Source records
********************
//! EventLens: forensic card view over multi-index CSV search results.
//!
//! Entry point: parses arguments, initialises structured logging, loads the
//! CSV indexes, runs one render pass, and prints or exports the result.

mod cli;

use std::path::{Path, PathBuf};
use std::process::ExitCode;

use clap::Parser;
use tracing_subscriber::Layer as _;

use cli::Cli;
use eventlens::core::pagination::PageRequest;
use eventlens::export::{csv_export, json_export};
use eventlens::store::query::SearchQuery;
use eventlens::store::{IndexStore, SearchSource};
use eventlens::ui;
use eventlens::util::config::ViewConfig;
use eventlens::util::constants;
use eventlens::util::error::Result;

fn main() -> ExitCode {
    let cli = Cli::parse();

    let log_path = cli.log_file.as_deref().and_then(prepare_log_file);
    init_logging(log_path.as_deref());

    tracing::info!(
        "{} v{} starting",
        constants::APP_NAME,
        constants::APP_VERSION,
    );
    if let Some(path) = &log_path {
        tracing::info!("Log file: {}", path.display());
    }

    match run(&cli) {
        Ok(()) => ExitCode::SUCCESS,
        Err(e) => {
            tracing::error!("{}", e);
            eprintln!("error: {e}");
            ExitCode::FAILURE
        }
    }
}

/// Load, search, render, export.
fn run(cli: &Cli) -> Result<()> {
    let config = build_config(cli)?;
    let pipeline = config.build_pipeline()?;

    let mut store = IndexStore::new();
    for path in &cli.inputs {
        store.load_csv_path(path)?;
    }
    store.set_query(SearchQuery::new(
        cli.query.as_str(),
        cli.case_sensitive,
        cli.regex,
    )?);

    let results = store.search_results();
    tracing::debug!(
        "Query {:?} matched {} of {} rows",
        cli.query,
        results.len(),
        store.total_rows()
    );

    let page = PageRequest::new(cli.page, config.page_size);
    let plan = pipeline.plan(store.index_count(), &results, page);

    let rendered = ui::render_plan(&plan, config.use_color());
    if !rendered.is_empty() {
        if rendered.ends_with('\n') {
            print!("{rendered}");
        } else {
            println!("{rendered}");
        }
    }

    if let Some(path) = &cli.json {
        json_export::export_json(&plan, path)?;
    }
    if let Some(path) = &cli.csv {
        let (displayed, _) = pipeline.displayed(&results);
        csv_export::export_csv(&displayed, path)?;
    }
    Ok(())
}

/// Config file (if any) with command-line overrides applied.
fn build_config(cli: &Cli) -> Result<ViewConfig> {
    let mut config = match &cli.config {
        Some(path) => ViewConfig::from_path(path)?,
        None => ViewConfig::default(),
    };
    if let Some(size) = cli.page_size {
        config.page_size = size;
    }
    if let Some(density) = cli.density {
        config.density = density.into();
    }
    if let Some(tracking) = cli.track_by {
        config.used_field_tracking = tracking.into();
    }
    if let Some(catalog) = &cli.catalog {
        config.catalog_path = Some(catalog.clone());
    }
    if cli.no_color {
        config.color = Some(false);
    }
    config.validate()?;
    Ok(config)
}

/// Resolve the log file path and rotate it if it exceeds the size limit.
///
/// A directory argument gets the default file name appended. Returns `None`
/// if the parent directory cannot be created (logging falls back to stderr
/// only).
fn prepare_log_file(requested: &Path) -> Option<PathBuf> {
    let log_file = if requested.is_dir() {
        requested.join(constants::LOG_FILE_NAME)
    } else {
        requested.to_path_buf()
    };
    if let Some(parent) = log_file.parent().filter(|p| !p.as_os_str().is_empty()) {
        std::fs::create_dir_all(parent).ok()?;
    }

    if let Ok(meta) = std::fs::metadata(&log_file) {
        if meta.len() > constants::MAX_LOG_FILE_SIZE {
            let mut backup = log_file.clone().into_os_string();
            backup.push(".old");
            let _ = std::fs::rename(&log_file, PathBuf::from(backup));
        }
    }

    Some(log_file)
}

/// Initialise the dual-layer tracing subscriber.
///
/// - **stderr layer**: filtered by `RUST_LOG` env var (default: `info`).
/// - **file layer** (if `log_path` is `Some`): always writes at `debug`
///   level for post-mortem diagnostics.
fn init_logging(log_path: Option<&Path>) {
    use tracing_subscriber::layer::SubscriberExt;
    use tracing_subscriber::util::SubscriberInitExt;

    let env_filter = tracing_subscriber::EnvFilter::try_from_default_env()
        .unwrap_or_else(|_| tracing_subscriber::EnvFilter::new("info"));

    let stderr_layer = tracing_subscriber::fmt::layer()
        .with_target(false)
        .with_writer(std::io::stderr);

    if let Some(path) = log_path {
        if let Ok(file) = std::fs::OpenOptions::new()
            .create(true)
            .append(true)
            .open(path)
        {
            let file_layer = tracing_subscriber::fmt::layer()
                .with_target(true)
                .with_ansi(false)
                .with_writer(std::sync::Mutex::new(file))
                .with_filter(tracing_subscriber::EnvFilter::new("debug"));

            tracing_subscriber::registry()
                .with(stderr_layer.with_filter(env_filter))
                .with(file_layer)
                .init();
            return;
        }
    }

    // Fallback: stderr only
    tracing_subscriber::registry()
        .with(stderr_layer.with_filter(env_filter))
        .init();
}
********************
→ **TASK GOAL**:
Output an exact copy of each record.

→ **EXERCISE ANSWER**:
//! EventLens: forensic card view over multi-index CSV search results.
//!
//! Entry point: parses arguments, initialises structured logging, loads the
//! CSV indexes, runs one render pass, and prints or exports the result.

mod cli;

use std::path::{Path, PathBuf};
use std::process::ExitCode;

use clap::Parser;
use tracing_subscriber::Layer as _;

use cli::Cli;
use eventlens::core::pagination::PageRequest;
use eventlens::export::{csv_export, json_export};
use eventlens::store::query::SearchQuery;
use eventlens::store::{IndexStore, SearchSource};
use eventlens::ui;
use eventlens::util::config::ViewConfig;
use eventlens::util::constants;
use eventlens::util::error::Result;

fn main() -> ExitCode {
    let cli = Cli::parse();

    let log_path = cli.log_file.as_deref().and_then(prepare_log_file);
    init_logging(log_path.as_deref());

    tracing::info!(
        "{} v{} starting",
        constants::APP_NAME,
        constants::APP_VERSION,
    );
    if let Some(path) = &log_path {
        tracing::info!("Log file: {}", path.display());
    }

    match run(&cli) {
        Ok(()) => ExitCode::SUCCESS,
        Err(e) => {
            tracing::error!("{}", e);
            eprintln!("error: {e}");
            ExitCode::FAILURE
        }
    }
}

/// Load, search, render, export.
fn run(cli: &Cli) -> Result<()> {
    let config = build_config(cli)?;
    let pipeline = config.build_pipeline()?;

    let mut store = IndexStore::new();
    for path in &cli.inputs {
        store.load_csv_path(path)?;
    }
    store.set_query(SearchQuery::new(
        cli.query.as_str(),
        cli.case_sensitive,
        cli.regex,
    )?);

    let results = store.search_results();
    tracing::debug!(
        "Query {:?} matched {} of {} rows",
        cli.query,
        results.len(),
        store.total_rows()
    );

    let page = PageRequest::new(cli.page, config.page_size);
    let plan = pipeline.plan(store.index_count(), &results, page);

    let rendered = ui::render_plan(&plan, config.use_color());
    if !rendered.is_empty() {
        if rendered.ends_with('\n') {
            print!("{rendered}");
        } else {
            println!("{rendered}");
        }
    }

    if let Some(path) = &cli.json {
        json_export::export_json(&plan, path)?;
    }
    if let Some(path) = &cli.csv {
        let (displayed, _) = pipeline.displayed(&results);
        csv_export::export_csv(&displayed, path)?;
    }
    Ok(())
}

/// Config file (if any) with command-line overrides applied.
fn build_config(cli: &Cli) -> Result<ViewConfig> {
    let mut config = match &cli.config {
        Some(path) => ViewConfig::from_path(path)?,
        None => ViewConfig::default(),
    };
    if let Some(size) = cli.page_size {
        config.page_size = size;
    }
    if let Some(density) = cli.density {
        config.density = density.into();
    }
    if let Some(tracking) = cli.track_by {
        config.used_field_tracking = tracking.into();
    }
    if let Some(catalog) = &cli.catalog {
        config.catalog_path = Some(catalog.clone());
    }
    if cli.no_color {
        config.color = Some(false);
    }
    config.validate()?;
    Ok(config)
}

/// Resolve the log file path and rotate it if it exceeds the size limit.
///
/// A directory argument gets the default file name appended. Returns `None`
/// if the parent directory cannot be created (logging falls back to stderr
/// only).
fn prepare_log_file(requested: &Path) -> Option<PathBuf> {
    let log_file = if requested.is_dir() {
        requested.join(constants::LOG_FILE_NAME)
    } else {
        requested.to_path_buf()
    };
    if let Some(parent) = log_file.parent().filter(|p| !p.as_os_str().is_empty()) {
        std::fs::create_dir_all(parent).ok()?;
    }

    if let Ok(meta) = std::fs::metadata(&log_file) {
        if meta.len() > constants::MAX_LOG_FILE_SIZE {
            let mut backup = log_file.clone().into_os_string();
            backup.push(".old");
            let _ = std::fs::rename(&log_file, PathBuf::from(backup));
        }
    }

    Some(log_file)
}

/// Initialise the dual-layer tracing subscriber.
///
/// - **stderr layer**: filtered by `RUST_LOG` env var (default: `info`).
/// - **file layer** (if `log_path` is `Some`): always writes at `debug`
///   level for post-mortem diagnostics.
fn init_logging(log_path: Option<&Path>) {
    use tracing_subscriber::layer::SubscriberExt;
    use tracing_subscriber::util::SubscriberInitExt;

    let env_filter = tracing_subscriber::EnvFilter::try_from_default_env()
        .unwrap_or_else(|_| tracing_subscriber::EnvFilter::new("info"));

    let stderr_layer = tracing_subscriber::fmt::layer()
        .with_target(false)
        .with_writer(std::io::stderr);

    if let Some(path) = log_path {
        if let Ok(file) = std::fs::OpenOptions::new()
            .create(true)
            .append(true)
            .open(path)
        {
            let file_layer = tracing_subscriber::fmt::layer()
                .with_target(true)
                .with_ansi(false)
                .with_writer(std::sync::Mutex::new(file))
                .with_filter(tracing_subscriber::EnvFilter::new("debug"));

            tracing_subscriber::registry()
                .with(stderr_layer.with_filter(env_filter))
                .with(file_layer)
                .init();
            return;
        }
    }

    // Fallback: stderr only
    tracing_subscriber::registry()
        .with(stderr_layer.with_filter(env_filter))
        .init();
}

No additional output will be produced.